Aim of the task: Each record below should be repeated precisely as written.

(Stored items from a collection)
○ ○ ○ ○ ○
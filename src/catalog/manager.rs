use std::fmt;
use std::path::{Path, PathBuf};
use std::sync::Arc;
use std::time::Duration;

use dashmap::DashMap;
use tokio::task::JoinHandle;
use tracing::{debug, error, info, warn};

use super::index::{
    CountResponse, Index, RefreshResponse, RefreshShards, SearchResponse, ShardsHeader,
    DEFAULT_SHARD_COUNT,
};
use crate::cluster::NodeRegistry;
use crate::error::{Result, SiftError};
use crate::types::{Document, IndexName};

/// How often the background loop flushes pending writes on every index.
pub const REFRESH_INTERVAL: Duration = Duration::from_secs(2);

/// Informational cluster color. Not derived from shard health.
#[derive(Debug, Clone, Copy, PartialEq, Eq, Default)]
pub enum ClusterStatus {
    #[default]
    Green,
    Yellow,
    Red,
}

impl fmt::Display for ClusterStatus {
    fn fmt(&self, f: &mut fmt::Formatter<'_>) -> fmt::Result {
        let s = match self {
            ClusterStatus::Green => "green",
            ClusterStatus::Yellow => "yellow",
            ClusterStatus::Red => "red",
        };
        f.write_str(s)
    }
}

/// Top-level service: the mapping from index name to [`Index`] under one
/// on-disk home, plus lazy index creation and cluster bookkeeping.
///
/// [`Catalog::open`] scans the home directory and loads every subdirectory
/// as an index; unknown names are created lazily on first write. The
/// registry is a `DashMap`, so concurrent first-writes to the same name
/// resolve to a single index (no duplicate creation race).
pub struct Catalog {
    home: PathBuf,
    cluster_name: String,
    indices: DashMap<IndexName, Arc<Index>>,
    status: ClusterStatus,
    nodes: NodeRegistry,
}

impl Catalog {
    /// Create `home` if absent, then load one index per subdirectory.
    pub fn open(home: &Path, cluster_name: &str, node_name: &str) -> Result<Arc<Catalog>> {
        if home.exists() {
            info!("loading indices from {}", home.display());
        } else {
            info!("creating {}", home.display());
            std::fs::create_dir_all(home)?;
        }

        let indices = DashMap::new();
        for entry in std::fs::read_dir(home)? {
            let entry = entry?;
            if !entry.file_type()?.is_dir() {
                continue;
            }
            let name = entry.file_name().to_string_lossy().into_owned();
            let index = Index::open(&name, &entry.path(), DEFAULT_SHARD_COUNT)?;
            indices.insert(name, Arc::new(index));
        }

        Ok(Arc::new(Catalog {
            home: home.to_path_buf(),
            cluster_name: cluster_name.to_string(),
            indices,
            status: ClusterStatus::Green,
            nodes: NodeRegistry::with_local_node(node_name),
        }))
    }

    /// Start the periodic refresh task. Holds only a weak reference, so the
    /// loop winds down when the last strong handle to the catalog drops.
    pub fn spawn_refresh_loop(catalog: &Arc<Catalog>) -> JoinHandle<()> {
        let weak = Arc::downgrade(catalog);
        tokio::spawn(async move {
            let mut ticker = tokio::time::interval(REFRESH_INTERVAL);
            // The first tick completes immediately; skip it.
            ticker.tick().await;
            loop {
                ticker.tick().await;
                let Some(catalog) = weak.upgrade() else {
                    debug!("catalog dropped, stopping refresh loop");
                    break;
                };
                if let Err(e) = catalog.refresh(None).await {
                    error!("periodic refresh failed: {}", e);
                }
            }
        })
    }

    pub fn home(&self) -> &Path {
        &self.home
    }

    pub fn cluster_name(&self) -> &str {
        &self.cluster_name
    }

    pub fn find_index(&self, name: &str) -> Option<Arc<Index>> {
        self.indices.get(name).map(|r| Arc::clone(&r))
    }

    fn find_or_create_index(&self, name: &str) -> Result<Arc<Index>> {
        if let Some(index) = self.find_index(name) {
            return Ok(index);
        }
        // Entry holds a per-key lock, so two concurrent first-writes to the
        // same name create exactly one index.
        match self.indices.entry(name.to_string()) {
            dashmap::mapref::entry::Entry::Occupied(e) => Ok(Arc::clone(e.get())),
            dashmap::mapref::entry::Entry::Vacant(v) => {
                let index = Arc::new(Index::open(
                    name,
                    &self.home.join(name),
                    DEFAULT_SHARD_COUNT,
                )?);
                v.insert(Arc::clone(&index));
                Ok(index)
            }
        }
    }

    /// Buffer `docs` into the named index, creating it on first write.
    pub async fn index(&self, name: &str, docs: Vec<Document>) -> Result<ShardsHeader> {
        let index = self.find_or_create_index(name)?;
        Ok(index.index(docs).await)
    }

    /// Committed document count for an existing index.
    pub async fn count(&self, name: &str) -> Result<CountResponse> {
        debug!("counting index {}", name);
        let index = self
            .find_index(name)
            .ok_or_else(|| SiftError::IndexNotFound(name.to_string()))?;
        Ok(index.count().await)
    }

    /// Search an existing index; no implicit creation.
    pub async fn search(&self, name: &str, query: &str, size: usize) -> Result<SearchResponse> {
        debug!("searching index {} for {:?}", name, query);
        let index = self
            .find_index(name)
            .ok_or_else(|| SiftError::IndexNotFound(name.to_string()))?;
        Ok(index.search(query, size).await)
    }

    /// Flush pending writes: one index when `name` is given, otherwise every
    /// known index concurrently. Awaited either way, so returning means the
    /// writes are visible.
    pub async fn refresh(&self, name: Option<&str>) -> Result<RefreshResponse> {
        let total = match name {
            Some(name) => {
                let index = self
                    .find_index(name)
                    .ok_or_else(|| SiftError::IndexNotFound(name.to_string()))?;
                index.refresh().await;
                1
            }
            None => {
                let indices: Vec<Arc<Index>> =
                    self.indices.iter().map(|r| Arc::clone(&r)).collect();
                let total = indices.len();
                let handles: Vec<JoinHandle<usize>> = indices
                    .into_iter()
                    .map(|index| tokio::spawn(async move { index.refresh().await }))
                    .collect();
                for handle in handles {
                    if let Err(e) = handle.await {
                        warn!("refresh task panicked: {}", e);
                    }
                }
                total
            }
        };

        Ok(RefreshResponse {
            shards: RefreshShards {
                total,
                successful: total,
                failed: 0,
            },
        })
    }

    /// Static cluster health object for `/_cluster/health`.
    pub fn cluster_health(&self) -> serde_json::Value {
        serde_json::json!({
            "cluster_name": self.cluster_name,
            "status": self.status.to_string(),
            "timed_out": false,
        })
    }

    /// Tabular summary for `/_cat/indices`.
    pub async fn cat_indices(&self) -> String {
        let mut out = String::from(
            "index          health status pri rep docs.count docs.deleted store.size pri.store.size\n",
        );
        let indices: Vec<Arc<Index>> = self.indices.iter().map(|r| Arc::clone(&r)).collect();
        for index in indices {
            let count = index.count().await.count;
            out.push_str(&format!(
                "{:<14} {:<6} {:<6} {:>3} {:>3} {:>10}\n",
                index.name(),
                "green",
                "open",
                index.shard_count(),
                0,
                count
            ));
        }
        out
    }

    /// Tabular summary for `/_cat/nodes`.
    pub fn cat_nodes(&self) -> String {
        self.nodes.cat_nodes()
    }

    pub fn nodes(&self) -> &NodeRegistry {
        &self.nodes
    }

    pub fn indices_len(&self) -> usize {
        self.indices.len()
    }

    /// Flush and release every index.
    pub async fn close(&self) {
        let indices: Vec<Arc<Index>> = self.indices.iter().map(|r| Arc::clone(&r)).collect();
        for index in indices {
            index.close().await;
        }
    }
}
○ ○ ○ ○ ○
Problem solution:
filename src/catalog/manager.rs
use std::fmt;
use std::path::{Path, PathBuf};
use std::sync::Arc;
use std::time::Duration;

use dashmap::DashMap;
use tokio::task::JoinHandle;
use tracing::{debug, error, info, warn};

use super::index::{
    CountResponse, Index, RefreshResponse, RefreshShards, SearchResponse, ShardsHeader,
    DEFAULT_SHARD_COUNT,
};
use crate::cluster::NodeRegistry;
use crate::error::{Result, SiftError};
use crate::types::{Document, IndexName};

/// How often the background loop flushes pending writes on every index.
pub const REFRESH_INTERVAL: Duration = Duration::from_secs(2);

/// Informational cluster color. Not derived from shard health.
#[derive(Debug, Clone, Copy, PartialEq, Eq, Default)]
pub enum ClusterStatus {
    #[default]
    Green,
    Yellow,
    Red,
}

impl fmt::Display for ClusterStatus {
    fn fmt(&self, f: &mut fmt::Formatter<'_>) -> fmt::Result {
        let s = match self {
            ClusterStatus::Green => "green",
            ClusterStatus::Yellow => "yellow",
            ClusterStatus::Red => "red",
        };
        f.write_str(s)
    }
}

/// Top-level service: the mapping from index name to [`Index`] under one
/// on-disk home, plus lazy index creation and cluster bookkeeping.
///
/// [`Catalog::open`] scans the home directory and loads every subdirectory
/// as an index; unknown names are created lazily on first write. The
/// registry is a `DashMap`, so concurrent first-writes to the same name
/// resolve to a single index (no duplicate creation race).
pub struct Catalog {
    home: PathBuf,
    cluster_name: String,
    indices: DashMap<IndexName, Arc<Index>>,
    status: ClusterStatus,
    nodes: NodeRegistry,
}

impl Catalog {
    /// Create `home` if absent, then load one index per subdirectory.
    pub fn open(home: &Path, cluster_name: &str, node_name: &str) -> Result<Arc<Catalog>> {
        if home.exists() {
            info!("loading indices from {}", home.display());
        } else {
            info!("creating {}", home.display());
            std::fs::create_dir_all(home)?;
        }

        let indices = DashMap::new();
        for entry in std::fs::read_dir(home)? {
            let entry = entry?;
            if !entry.file_type()?.is_dir() {
                continue;
            }
            let name = entry.file_name().to_string_lossy().into_owned();
            let index = Index::open(&name, &entry.path(), DEFAULT_SHARD_COUNT)?;
            indices.insert(name, Arc::new(index));
        }

        Ok(Arc::new(Catalog {
            home: home.to_path_buf(),
            cluster_name: cluster_name.to_string(),
            indices,
            status: ClusterStatus::Green,
            nodes: NodeRegistry::with_local_node(node_name),
        }))
    }

    /// Start the periodic refresh task. Holds only a weak reference, so the
    /// loop winds down when the last strong handle to the catalog drops.
    pub fn spawn_refresh_loop(catalog: &Arc<Catalog>) -> JoinHandle<()> {
        let weak = Arc::downgrade(catalog);
        tokio::spawn(async move {
            let mut ticker = tokio::time::interval(REFRESH_INTERVAL);
            // The first tick completes immediately; skip it.
            ticker.tick().await;
            loop {
                ticker.tick().await;
                let Some(catalog) = weak.upgrade() else {
                    debug!("catalog dropped, stopping refresh loop");
                    break;
                };
                if let Err(e) = catalog.refresh(None).await {
                    error!("periodic refresh failed: {}", e);
                }
            }
        })
    }

    pub fn home(&self) -> &Path {
        &self.home
    }

    pub fn cluster_name(&self) -> &str {
        &self.cluster_name
    }

    pub fn find_index(&self, name: &str) -> Option<Arc<Index>> {
        self.indices.get(name).map(|r| Arc::clone(&r))
    }

    fn find_or_create_index(&self, name: &str) -> Result<Arc<Index>> {
        if let Some(index) = self.find_index(name) {
            return Ok(index);
        }
        // Entry holds a per-key lock, so two concurrent first-writes to the
        // same name create exactly one index.
        match self.indices.entry(name.to_string()) {
            dashmap::mapref::entry::Entry::Occupied(e) => Ok(Arc::clone(e.get())),
            dashmap::mapref::entry::Entry::Vacant(v) => {
                let index = Arc::new(Index::open(
                    name,
                    &self.home.join(name),
                    DEFAULT_SHARD_COUNT,
                )?);
                v.insert(Arc::clone(&index));
                Ok(index)
            }
        }
    }

    /// Buffer `docs` into the named index, creating it on first write.
    pub async fn index(&self, name: &str, docs: Vec<Document>) -> Result<ShardsHeader> {
        let index = self.find_or_create_index(name)?;
        Ok(index.index(docs).await)
    }

    /// Committed document count for an existing index.
    pub async fn count(&self, name: &str) -> Result<CountResponse> {
        debug!("counting index {}", name);
        let index = self
            .find_index(name)
            .ok_or_else(|| SiftError::IndexNotFound(name.to_string()))?;
        Ok(index.count().await)
    }

    /// Search an existing index; no implicit creation.
    pub async fn search(&self, name: &str, query: &str, size: usize) -> Result<SearchResponse> {
        debug!("searching index {} for {:?}", name, query);
        let index = self
            .find_index(name)
            .ok_or_else(|| SiftError::IndexNotFound(name.to_string()))?;
        Ok(index.search(query, size).await)
    }

    /// Flush pending writes: one index when `name` is given, otherwise every
    /// known index concurrently. Awaited either way, so returning means the
    /// writes are visible.
    pub async fn refresh(&self, name: Option<&str>) -> Result<RefreshResponse> {
        let total = match name {
            Some(name) => {
                let index = self
                    .find_index(name)
                    .ok_or_else(|| SiftError::IndexNotFound(name.to_string()))?;
                index.refresh().await;
                1
            }
            None => {
                let indices: Vec<Arc<Index>> =
                    self.indices.iter().map(|r| Arc::clone(&r)).collect();
                let total = indices.len();
                let handles: Vec<JoinHandle<usize>> = indices
                    .into_iter()
                    .map(|index| tokio::spawn(async move { index.refresh().await }))
                    .collect();
                for handle in handles {
                    if let Err(e) = handle.await {
                        warn!("refresh task panicked: {}", e);
                    }
                }
                total
            }
        };

        Ok(RefreshResponse {
            shards: RefreshShards {
                total,
                successful: total,
                failed: 0,
            },
        })
    }

    /// Static cluster health object for `/_cluster/health`.
    pub fn cluster_health(&self) -> serde_json::Value {
        serde_json::json!({
            "cluster_name": self.cluster_name,
            "status": self.status.to_string(),
            "timed_out": false,
        })
    }

    /// Tabular summary for `/_cat/indices`.
    pub async fn cat_indices(&self) -> String {
        let mut out = String::from(
            "index          health status pri rep docs.count docs.deleted store.size pri.store.size\n",
        );
        let indices: Vec<Arc<Index>> = self.indices.iter().map(|r| Arc::clone(&r)).collect();
        for index in indices {
            let count = index.count().await.count;
            out.push_str(&format!(
                "{:<14} {:<6} {:<6} {:>3} {:>3} {:>10}\n",
                index.name(),
                "green",
                "open",
                index.shard_count(),
                0,
                count
            ));
        }
        out
    }

    /// Tabular summary for `/_cat/nodes`.
    pub fn cat_nodes(&self) -> String {
        self.nodes.cat_nodes()
    }

    pub fn nodes(&self) -> &NodeRegistry {
        &self.nodes
    }

    pub fn indices_len(&self) -> usize {
        self.indices.len()
    }

    /// Flush and release every index.
    pub async fn close(&self) {
        let indices: Vec<Arc<Index>> = self.indices.iter().map(|r| Arc::clone(&r)).collect();
        for index in indices {
            index.close().await;
        }
    }
}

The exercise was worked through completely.